[Items listed in a dataset]
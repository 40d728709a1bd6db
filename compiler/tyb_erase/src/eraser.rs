//! Structural-to-target type erasure.

use tyb_ir::{DeclId, DeclKind, Model, Type, Variance};
use tyb_stack::ensure_sufficient_stack;

use crate::{EraseError, TargetType, TypeArg};

/// Where an erased type is going to appear.
#[derive(Copy, Clone, Eq, PartialEq, Hash, Debug)]
pub enum ErasureContext {
    /// An `implements` clause.
    Satisfies,
    /// An `extends` clause.
    Extends,
    /// Upper bound of a type parameter.
    TypeParamBound,
    /// Any other position: fields, parameters, return types, locals.
    Ordinary,
}

/// Whether the type being erased is a type argument.
#[derive(Copy, Clone, Eq, PartialEq, Debug)]
enum Position {
    TopLevel,
    Argument,
}

enum ErasedArg {
    Arg(TypeArg),
    /// The whole enclosing type must be used raw.
    Raw,
}

/// Pure, deterministic erasure of structural types.
#[derive(Copy, Clone)]
pub struct TypeEraser<'m> {
    model: &'m Model,
}

impl<'m> TypeEraser<'m> {
    pub fn new(model: &'m Model) -> Self {
        TypeEraser { model }
    }

    /// Erase `ty` for use in `context`.
    ///
    /// `None` only in [`ErasureContext::Satisfies`], for types that have no
    /// `implements` form. With `raw_allowed` type arguments are dropped.
    pub fn erase(
        &self,
        ty: &Type,
        context: ErasureContext,
        raw_allowed: bool,
    ) -> Result<Option<TargetType>, EraseError> {
        let erased = self.erase_at(ty, context, raw_allowed, Position::TopLevel)?;
        tracing::trace!(
            ty = %self.model.format_type(ty),
            ?context,
            erased = ?erased.as_ref().map(ToString::to_string),
            "erased"
        );
        Ok(erased)
    }

    /// Erase for an ordinary position, where a result always exists.
    pub fn erase_ordinary(&self, ty: &Type) -> Result<TargetType, EraseError> {
        self.erase_at(ty, ErasureContext::Ordinary, false, Position::TopLevel)?
            .ok_or_else(|| self.unsupported(ty))
    }

    fn erase_at(
        &self,
        ty: &Type,
        context: ErasureContext,
        raw_allowed: bool,
        position: Position,
    ) -> Result<Option<TargetType>, EraseError> {
        ensure_sufficient_stack(|| {
            let simple = Self::simplify(ty);

            if self.erases_to_object(simple) {
                return Ok(match context {
                    ErasureContext::Satisfies => None,
                    _ => Some(TargetType::object()),
                });
            }

            if let Some(wrapper) = self.model.wrapper_of(simple) {
                let native = context == ErasureContext::Ordinary
                    && !ty.is_optional()
                    && position == Position::TopLevel;
                return Ok(Some(if native {
                    TargetType::Native(wrapper)
                } else {
                    TargetType::class(wrapper.boxed_name())
                }));
            }

            match simple {
                Type::Param(p) => match &self.model.decl(*p).kind {
                    DeclKind::TypeParameter(_) => {
                        Ok(Some(TargetType::Var(self.model.simple_name(*p).to_owned())))
                    }
                    _ => Err(self.unsupported(ty)),
                },
                Type::Nominal { decl, args } => self
                    .erase_nominal(*decl, args, context, raw_allowed)
                    .map(Some),
                // Unions and intersections erase to Object above.
                Type::Bottom | Type::Union(_) | Type::Intersection(_) => Err(self.unsupported(ty)),
            }
        })
    }

    fn erase_nominal(
        &self,
        decl: DeclId,
        args: &[Type],
        context: ErasureContext,
        raw_allowed: bool,
    ) -> Result<TargetType, EraseError> {
        let declaration = self.model.decl(decl);
        if !declaration.is_type() {
            return Err(EraseError::UnsupportedConstruct {
                construct: format!(
                    "{} `{}` used as a type",
                    declaration.kind.describe(),
                    self.model.qualified_name(decl)
                ),
            });
        }
        let name = self.model.qualified_name(decl);
        let params = self.model.type_params(decl);
        if !args.is_empty() && args.len() != params.len() {
            return Err(EraseError::UnsupportedConstruct {
                construct: format!(
                    "`{name}` applied to {} type argument(s), expected {}",
                    args.len(),
                    params.len()
                ),
            });
        }
        if raw_allowed || args.is_empty() {
            return Ok(TargetType::class(name));
        }

        let mut erased = Vec::with_capacity(args.len());
        for (arg, &param) in args.iter().zip(params) {
            match self.erase_argument(arg, param, context)? {
                ErasedArg::Arg(a) => erased.push(a),
                ErasedArg::Raw => return Ok(TargetType::class(name)),
            }
        }
        Ok(TargetType::generic(name, erased))
    }

    fn erase_argument(
        &self,
        arg: &Type,
        param: DeclId,
        context: ErasureContext,
    ) -> Result<ErasedArg, EraseError> {
        if Self::is_inexpressible(arg) {
            return Ok(ErasedArg::Raw);
        }

        if context != ErasureContext::Ordinary {
            if arg.is_bottom() {
                return Ok(ErasedArg::Raw);
            }
            // An argument of a satisfied type still needs a type even when it
            // erases to Object.
            let inner = match context {
                ErasureContext::Satisfies => ErasureContext::Extends,
                other => other,
            };
            return Ok(self
                .erase_at(arg, inner, false, Position::Argument)?
                .map_or(ErasedArg::Raw, |t| ErasedArg::Arg(TypeArg::Exact(t))));
        }

        let variance = self.model.variance(param);
        if arg.is_bottom() {
            return Ok(match variance {
                Variance::Contravariant => ErasedArg::Arg(TypeArg::Wildcard),
                Variance::Covariant | Variance::Invariant => ErasedArg::Raw,
            });
        }
        if self.is_top(arg) {
            return Ok(ErasedArg::Arg(match variance {
                Variance::Covariant => TypeArg::Wildcard,
                Variance::Invariant | Variance::Contravariant => TypeArg::Exact(TargetType::object()),
            }));
        }

        let erased = self
            .erase_at(arg, context, false, Position::Argument)?
            .ok_or_else(|| self.unsupported(arg))?;
        Ok(ErasedArg::Arg(match variance {
            Variance::Covariant => TypeArg::Extends(erased),
            Variance::Contravariant => TypeArg::Super(erased),
            Variance::Invariant => TypeArg::Exact(erased),
        }))
    }

    /// Strip optional sugar. The remaining case keeps its type arguments.
    fn simplify(ty: &Type) -> &Type {
        ty.optional_inner().unwrap_or(ty)
    }

    fn erases_to_object(&self, simple: &Type) -> bool {
        match simple {
            Type::Bottom | Type::Union(_) | Type::Intersection(_) => true,
            Type::Nominal { decl, .. } => self.model.lang().erases_to_object(*decl),
            Type::Param(_) => false,
        }
    }

    /// Multi-case unions (other than optionals) and intersections have no
    /// target argument form.
    fn is_inexpressible(arg: &Type) -> bool {
        matches!(Self::simplify(arg), Type::Union(_) | Type::Intersection(_))
    }

    /// The universal top type, or `Object` which accepts every non-null
    /// value.
    fn is_top(&self, arg: &Type) -> bool {
        let lang = self.model.lang();
        matches!(Self::simplify(arg), Type::Nominal { decl, .. } if *decl == lang.void || *decl == lang.object)
    }

    fn unsupported(&self, ty: &Type) -> EraseError {
        EraseError::UnsupportedConstruct {
            construct: format!("type `{}`", self.model.format_type(ty)),
        }
    }
}
//! Classification of artifact members.

use tyb_ir::lang::platform;
use tyb_ir::naming;

use crate::artifact::{JvmType, MethodArtifact};

/// What an instance member of a class artifact becomes.
#[derive(Clone, Debug, PartialEq, Eq)]
pub enum MemberKind {
    Constructor,
    /// `getX()`/`isX()`: attribute `x`.
    Getter { attribute: String },
    /// `setX(v)`: makes attribute `x` variable.
    Setter { attribute: String },
    /// `hashCode()`: attribute `hash`.
    HashAccessor,
    /// `toString()`: attribute `string`.
    StringAccessor,
    Function,
}

impl MemberKind {
    pub fn classify(method: &MethodArtifact) -> MemberKind {
        if method.is_constructor() {
            return MemberKind::Constructor;
        }
        let returns_void = method.return_type == JvmType::Void;
        match method.params.len() {
            0 if !returns_void => {
                if let Some(attribute) = naming::attribute_from_getter(&method.name) {
                    return MemberKind::Getter { attribute };
                }
            }
            1 if returns_void => {
                if let Some(attribute) = naming::attribute_from_setter(&method.name) {
                    return MemberKind::Setter { attribute };
                }
            }
            _ => {}
        }
        if method.params.is_empty() {
            match method.name.as_str() {
                naming::HASH_ACCESSOR => return MemberKind::HashAccessor,
                naming::STRING_ACCESSOR => return MemberKind::StringAccessor,
                _ => {}
            }
        }
        MemberKind::Function
    }

    /// Attribute name for accessor kinds.
    pub fn attribute(&self) -> Option<&str> {
        match self {
            MemberKind::Getter { attribute } | MemberKind::Setter { attribute } => Some(attribute),
            MemberKind::HashAccessor => Some("hash"),
            MemberKind::StringAccessor => Some("string"),
            MemberKind::Constructor | MemberKind::Function => None,
        }
    }
}

/// `equals(java.lang.Object)`.
pub fn is_equals(method: &MethodArtifact) -> bool {
    method.name == naming::EQUALS_METHOD
        && method.params.len() == 1
        && method.params[0].ty.is_class(platform::OBJECT)
}

#[cfg(test)]
mod tests;
use super::*;

#[test]
fn test_name_raw_roundtrip() {
    let name = Name::from_raw(42);
    assert_eq!(name.raw(), 42);
    assert_eq!(Name::from_raw(name.raw()), name);
}

#[test]
fn test_name_default_is_empty() {
    assert_eq!(Name::default(), Name::EMPTY);
    assert_eq!(format!("{:?}", Name::EMPTY), "Name(0)");
}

[What to work on]
Among the lines above, count those containing the word "used" and write only the number.

[Result for this exercise]
2